Building a Floating Vanity With a Live Edge Walnut Slab

Brian Benham
by Brian Benham
3 Materials
20 Hours
This floating vanity a made from walnut, and features a 2" thick walnut slab. To add some visual interest to the slab I inlayed ebony bow ties along the cracks in the slab. The bow ties are inlaid by hand.
I first started out milling and gluing up the wood for the top of the floating vanity. I arrange the boards so the board that had the bark inclusion in it would be at the top left corner of the counter top. As luck would have it, the slab I picked out has a similar bark inclusion on the left side. I am thinking that this will be a nice subtle detail, where it will look like the vanity board was cut from the same slab.
To keep the vanity top smooth, I filled the bark inclusion with epoxy. When I pour epoxy to fill a large void like this one, I use blue tape to seal up any holes on the other side and to create a dam along the edge to hold all the epoxy.
Once I had the vanity top assembled, I used my skill saw on a sled to cut the angle that returns the counter top back to the wall. To cut the miter for the apron I glued on a piece of pine along the edge to ride the fence of the table saw so I could safely pass it across.
I used a bunch of dominoes to help align the miter and add strength to the long mitered joint on the front edge of the apron. I used Epoxy to glue it all up.
Since this vanity will be floating, to attach it to the wall I came up with a cantilevered beam system. It all started with installing a French cleat. I then installed the support beams. I made them full depth of the counter so they press against the French cleat that is bolted to the wall. The pressure against the cleat is surprisingly strong and holds up the counter.
Moving on to the back splash; to flatten the walnut slab, I used the method Nick Offerman made popular in fine woodworking magazine. I built two parallel runners for a router sled to ride on. The bit I’m using is a 1-1/2 inch DIA flat bottom fluted plunge bit. You don’t want to take too big of a bite with that sucker unless you are holding on really well. However, that large of a bit made quick work of flattening the slab.
The customer specifically requested I get a slab with some cracks in it so I could add some decorative bowtie inlays.
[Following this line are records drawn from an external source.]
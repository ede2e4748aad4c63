//! Operand loading from JSON documents.

use std::io::Read;

use anyhow::{Context, Result};
use serde::Deserialize;

use strassen_core::Matrix;

/// Operand document: `{"a": [[...]], "b": [[...]]}`.
#[derive(Debug, Deserialize)]
#[serde(deny_unknown_fields)]
pub struct OperandFile {
    pub a: Vec<Vec<f64>>,
    pub b: Vec<Vec<f64>>,
}

impl OperandFile {
    /// Parse an operand document from JSON text.
    pub fn from_json(text: &str) -> Result<Self> {
        serde_json::from_str(text).context("invalid operand document")
    }

    /// Convert both operands into matrices.
    pub fn into_matrices(self) -> Result<(Matrix<f64>, Matrix<f64>)> {
        let a = Matrix::from_rows(self.a).context("operand a")?;
        let b = Matrix::from_rows(self.b).context("operand b")?;
        Ok((a, b))
    }
}

/// Load both operands from `path`, or from stdin when the path is absent or `-`.
pub fn load_operands(path: Option<&str>) -> Result<(Matrix<f64>, Matrix<f64>)> {
    let text = match path {
        None | Some("-") => {
            let mut buf = String::new();
            std::io::stdin()
                .read_to_string(&mut buf)
                .context("failed to read operands from stdin")?;
            buf
        }
        Some(path) => std::fs::read_to_string(path)
            .with_context(|| format!("failed to read operands from {path}"))?,
    };
    OperandFile::from_json(&text)?.into_matrices()
}
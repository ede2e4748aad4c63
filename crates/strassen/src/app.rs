//! Application entry point and dispatch.

use anyhow::Result;
use tracing::debug;

use strassen_cli::output::{to_json, write_to_file};
use strassen_cli::presenter::CLIResultPresenter;
use strassen_cli::ui::print_agreement;
use strassen_core::registry::DefaultFactory;
use strassen_core::Matrix;
use strassen_orchestration::interfaces::{MultiplicationResult, ResultPresenter};
use strassen_orchestration::orchestrator::{analyze_comparison_results, execute_multiplications};
use strassen_orchestration::selection::get_multipliers_to_run;

use crate::config::AppConfig;
use crate::input::load_operands;
use crate::version::full_version;

/// Run the application.
pub fn run(config: &AppConfig) -> Result<()> {
    // Handle shell completion
    if let Some(shell) = config.completion {
        let mut cmd = <AppConfig as clap::CommandFactory>::command();
        strassen_cli::completion::generate_completion(&mut cmd, shell, &mut std::io::stdout());
        return Ok(());
    }

    let (a, b) = load_operands(config.input.as_deref())?;
    let opts = config.options();
    debug!(left = %a.dimensions(), right = %b.dimensions(), ?opts, "operands loaded");

    let factory = DefaultFactory::<f64>::with_options(opts.clone());
    let multipliers = get_multipliers_to_run(&config.strategy, &factory)?;
    let results = execute_multiplications(&multipliers, &a, &b);

    // Every strategy failing means the operands themselves are at fault
    if let Some(err) = first_error_if_all_failed(&results) {
        return Err(err.into());
    }

    let presenter = CLIResultPresenter::new(config.verbose, config.quiet);
    let comparison = if results.len() > 1 {
        analyze_comparison_results(&results, opts.tolerance)
    } else {
        Ok(())
    };

    let Some((strategy, product)) = results
        .iter()
        .find_map(|r| r.product().map(|p| (r.strategy.as_str(), p)))
    else {
        anyhow::bail!("no strategy produced a result");
    };

    if config.json {
        println!("{}", to_json(strategy, product)?);
    } else {
        present(config, &presenter, &results, &a, &b);
    }

    comparison?;
    if results.len() > 1 && !config.quiet && !config.json {
        print_agreement(results.len(), opts.tolerance);
    }

    // Write to file if requested
    if let Some(ref path) = config.output {
        write_to_file(path, strategy, product)?;
    }

    Ok(())
}

fn present(
    config: &AppConfig,
    presenter: &CLIResultPresenter,
    results: &[MultiplicationResult<f64>],
    a: &Matrix<f64>,
    b: &Matrix<f64>,
) {
    if config.details && !config.quiet {
        println!("{}", full_version());
        println!(
            "Operands: {} x {} (padded side {})",
            a.dimensions(),
            b.dimensions(),
            strassen_core::padded_size(a.dimensions(), b.dimensions()),
        );
    }

    for result in results {
        match &result.outcome {
            Ok(product) => {
                presenter.present_result(&result.strategy, product, result.duration, config.details);
                // Quiet mode prints a single product
                if config.quiet {
                    break;
                }
            }
            Err(e) => ResultPresenter::<f64>::present_error(
                presenter,
                &format!("{}: {e}", result.strategy),
            ),
        }
    }

    if results.len() > 1 {
        presenter.present_comparison(results);
    }
}

fn first_error_if_all_failed(
    results: &[MultiplicationResult<f64>],
) -> Option<strassen_core::MatrixError> {
    if results.iter().any(|r| r.outcome.is_ok()) {
        return None;
    }
    results.iter().find_map(|r| r.outcome.as_ref().err().cloned())
}
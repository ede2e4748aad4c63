//! Multiplication strategy trait and implementations.
//!
//! `Multiplier` is the narrow interface consumed by orchestration.
//! Strategies include the naive reference, sequential Strassen, and
//! Strassen with parallel fan-out of the sub-products.

use crate::error::MatrixError;
use crate::matrix::Matrix;
use crate::naive::naive_multiply;
use crate::normalizer::{multiply, multiply_with_options};
use crate::options::Options;
use crate::scalar::Scalar;

/// Narrow interface for matrix multiplication strategies.
pub trait Multiplier<T: Scalar>: Send + Sync {
    /// Multiply `a` by `b`.
    fn multiply(&self, a: &Matrix<T>, b: &Matrix<T>) -> Result<Matrix<T>, MatrixError>;

    /// Get the name of this multiplication strategy.
    fn name(&self) -> &str;
}

/// Triple-loop reference multiplication.
pub struct NaiveStrategy;

impl NaiveStrategy {
    #[must_use]
    pub fn new() -> Self {
        Self
    }
}

impl Default for NaiveStrategy {
    fn default() -> Self {
        Self::new()
    }
}

impl<T: Scalar> Multiplier<T> for NaiveStrategy {
    fn multiply(&self, a: &Matrix<T>, b: &Matrix<T>) -> Result<Matrix<T>, MatrixError> {
        naive_multiply(a, b)
    }

    fn name(&self) -> &'static str {
        "Naive"
    }
}

/// Single-threaded Strassen with padding and cropping.
pub struct StrassenStrategy;

impl StrassenStrategy {
    #[must_use]
    pub fn new() -> Self {
        Self
    }
}

impl Default for StrassenStrategy {
    fn default() -> Self {
        Self::new()
    }
}

impl<T: Scalar> Multiplier<T> for StrassenStrategy {
    fn multiply(&self, a: &Matrix<T>, b: &Matrix<T>) -> Result<Matrix<T>, MatrixError> {
        multiply(a, b)
    }

    fn name(&self) -> &'static str {
        "Strassen"
    }
}

/// Strassen that runs the seven sub-products on the rayon pool once the
/// padded side reaches the configured threshold.
pub struct ParallelStrassenStrategy {
    opts: Options,
}

impl ParallelStrassenStrategy {
    #[must_use]
    pub fn new(parallel_threshold: usize) -> Self {
        Self::with_options(Options {
            parallel_threshold,
            ..Options::default()
        })
    }

    #[must_use]
    pub fn with_options(opts: Options) -> Self {
        Self {
            opts: opts.normalize(),
        }
    }

    #[must_use]
    pub fn parallel_threshold(&self) -> usize {
        self.opts.parallel_threshold
    }
}

impl<T: Scalar> Multiplier<T> for ParallelStrassenStrategy {
    fn multiply(&self, a: &Matrix<T>, b: &Matrix<T>) -> Result<Matrix<T>, MatrixError> {
        multiply_with_options(a, b, &self.opts)
    }

    fn name(&self) -> &'static str {
        "ParallelStrassen"
    }
}
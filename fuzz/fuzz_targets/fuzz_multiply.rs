#![no_main]

use libfuzzer_sys::fuzz_target;

use strassen_core::{multiply, naive_multiply, Matrix};

fuzz_target!(|data: &[u8]| {
    if data.len() < 3 {
        return;
    }
    // First 3 bytes pick the shapes, capped at 24 for speed
    let m = usize::from(data[0] % 24);
    let k = usize::from(data[1] % 24);
    let n = usize::from(data[2] % 24);
    let cells = &data[3..];

    let cell = |idx: usize| i64::from(cells.get(idx % cells.len().max(1)).copied().unwrap_or(0)) - 128;

    // Zero sides must be rejected at construction, never panic
    let (Ok(a), Ok(b)) = (
        Matrix::from_fn(m, k, |i, j| cell(i * k + j)),
        Matrix::from_fn(k, n, |i, j| cell(m * k + i * n + j)),
    ) else {
        return;
    };

    let product = multiply(&a, &b).expect("compatible operands must multiply");
    assert_eq!(product, naive_multiply(&a, &b).expect("naive product"));

    // Incompatible inner dimensions must be an error, never a panic
    let _ = multiply(&a, &a);
});
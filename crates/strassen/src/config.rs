//! Application configuration from CLI flags and environment.

use clap::Parser;

use strassen_core::constants::DEFAULT_TOLERANCE;
use strassen_core::options::Options;

/// Strassen-rs: multiply two matrices with Strassen's algorithm.
///
/// Operands are read as a JSON document `{"a": [[...]], "b": [[...]]}`.
#[derive(Parser, Debug)]
#[command(name = "strassen", version, about)]
#[allow(clippy::struct_excessive_bools)]
pub struct AppConfig {
    /// JSON file holding both operands ("-" or absent reads stdin).
    #[arg(short, long, env = "STRASSEN_INPUT")]
    pub input: Option<String>,

    /// Strategy to use: naive, strassen, parallel, or all.
    #[arg(short, long, default_value = "all")]
    pub strategy: String,

    /// Side length at or above which sub-products run in parallel (0 = default).
    #[arg(long, default_value = "0")]
    pub threshold: usize,

    /// Relative tolerance when comparing strategy results.
    #[arg(long, default_value_t = DEFAULT_TOLERANCE)]
    pub tolerance: f64,

    /// Output file path for the product as JSON.
    #[arg(short, long)]
    pub output: Option<String>,

    /// Print the product as JSON on stdout.
    #[arg(long)]
    pub json: bool,

    /// Verbose output (print every row).
    #[arg(short, long)]
    pub verbose: bool,

    /// Show detailed information.
    #[arg(short, long)]
    pub details: bool,

    /// Quiet mode (only output the product).
    #[arg(short, long)]
    pub quiet: bool,

    /// Generate shell completion.
    #[arg(long, value_enum)]
    pub completion: Option<clap_complete::Shell>,
}

impl AppConfig {
    /// Parse CLI arguments.
    #[must_use]
    pub fn parse() -> Self {
        <Self as Parser>::parse()
    }

    /// Multiplication options derived from the flags, with defaults applied.
    #[must_use]
    pub fn options(&self) -> Options {
        Options {
            parallel_threshold: self.threshold,
            tolerance: self.tolerance,
        }
        .normalize()
    }
}

#[cfg(test)]
mod tests {
    use super::*;
    use strassen_core::constants::DEFAULT_PARALLEL_THRESHOLD;

    #[test]
    fn defaults() {
        let config = AppConfig::try_parse_from(["strassen"]).unwrap();
        assert_eq!(config.strategy, "all");
        let opts = config.options();
        assert_eq!(opts.parallel_threshold, DEFAULT_PARALLEL_THRESHOLD);
        assert!((opts.tolerance - DEFAULT_TOLERANCE).abs() < f64::EPSILON);
    }

    #[test]
    fn explicit_flags() {
        let config = AppConfig::try_parse_from([
            "strassen",
            "--input",
            "ops.json",
            "--strategy",
            "parallel",
            "--threshold",
            "8",
            "--tolerance",
            "0",
            "-q",
        ])
        .unwrap();
        assert_eq!(config.input.as_deref(), Some("ops.json"));
        assert_eq!(config.strategy, "parallel");
        assert!(config.quiet);
        assert_eq!(config.options().parallel_threshold, 8);
        assert!(config.options().tolerance.abs() < f64::EPSILON);
    }

    #[test]
    fn verify_cli() {
        use clap::CommandFactory;
        AppConfig::command().debug_assert();
    }
}
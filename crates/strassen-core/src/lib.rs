//! # strassen-core
//!
//! Core library for Strassen-rs: divide-and-conquer matrix multiplication
//! for operands of any compatible shape. Operands are zero-padded to a
//! common power-of-two square, multiplied with seven recursive sub-products
//! per level, and the product is cropped back to `rows(a) x cols(b)`.

pub mod arithmetic;
pub mod base_case;
pub mod constants;
pub mod engine;
pub mod error;
pub mod matrix;
pub mod naive;
pub mod normalizer;
pub mod options;
pub mod quadrant;
pub mod registry;
pub mod scalar;
pub mod strategy;

// Re-exports
pub use arithmetic::{add, subtract};
pub use base_case::multiply_2x2;
pub use constants::{exit_codes, DEFAULT_PARALLEL_THRESHOLD, DEFAULT_TOLERANCE};
pub use engine::{strassen_multiply, strassen_multiply_parallel};
pub use error::MatrixError;
pub use matrix::{Dimensions, Matrix};
pub use naive::naive_multiply;
pub use normalizer::{multiply, multiply_with_options, padded_size};
pub use options::Options;
pub use quadrant::{merge, split, Quadrants};
pub use registry::{DefaultFactory, MultiplierFactory};
pub use scalar::Scalar;
pub use strategy::Multiplier;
I drew out some sizes I thought would go well with size of cracks in the slab, and use some spray adhesive to attach them to the ebony.

I roughed the bowties out on the bandsaw, and use some files and chisels to refine the shape. To install them I used a marking knife to trace out the shape, staked it in with a chisel, and hand chopped them out. I glued them in place and used a hand plane to flush them to the surface of the slab.
I used spar varnish on the vanity top, since it is a wet area, and a wiping varnish on the backsplash. The sink is onyx with LED lights on the back to light it up.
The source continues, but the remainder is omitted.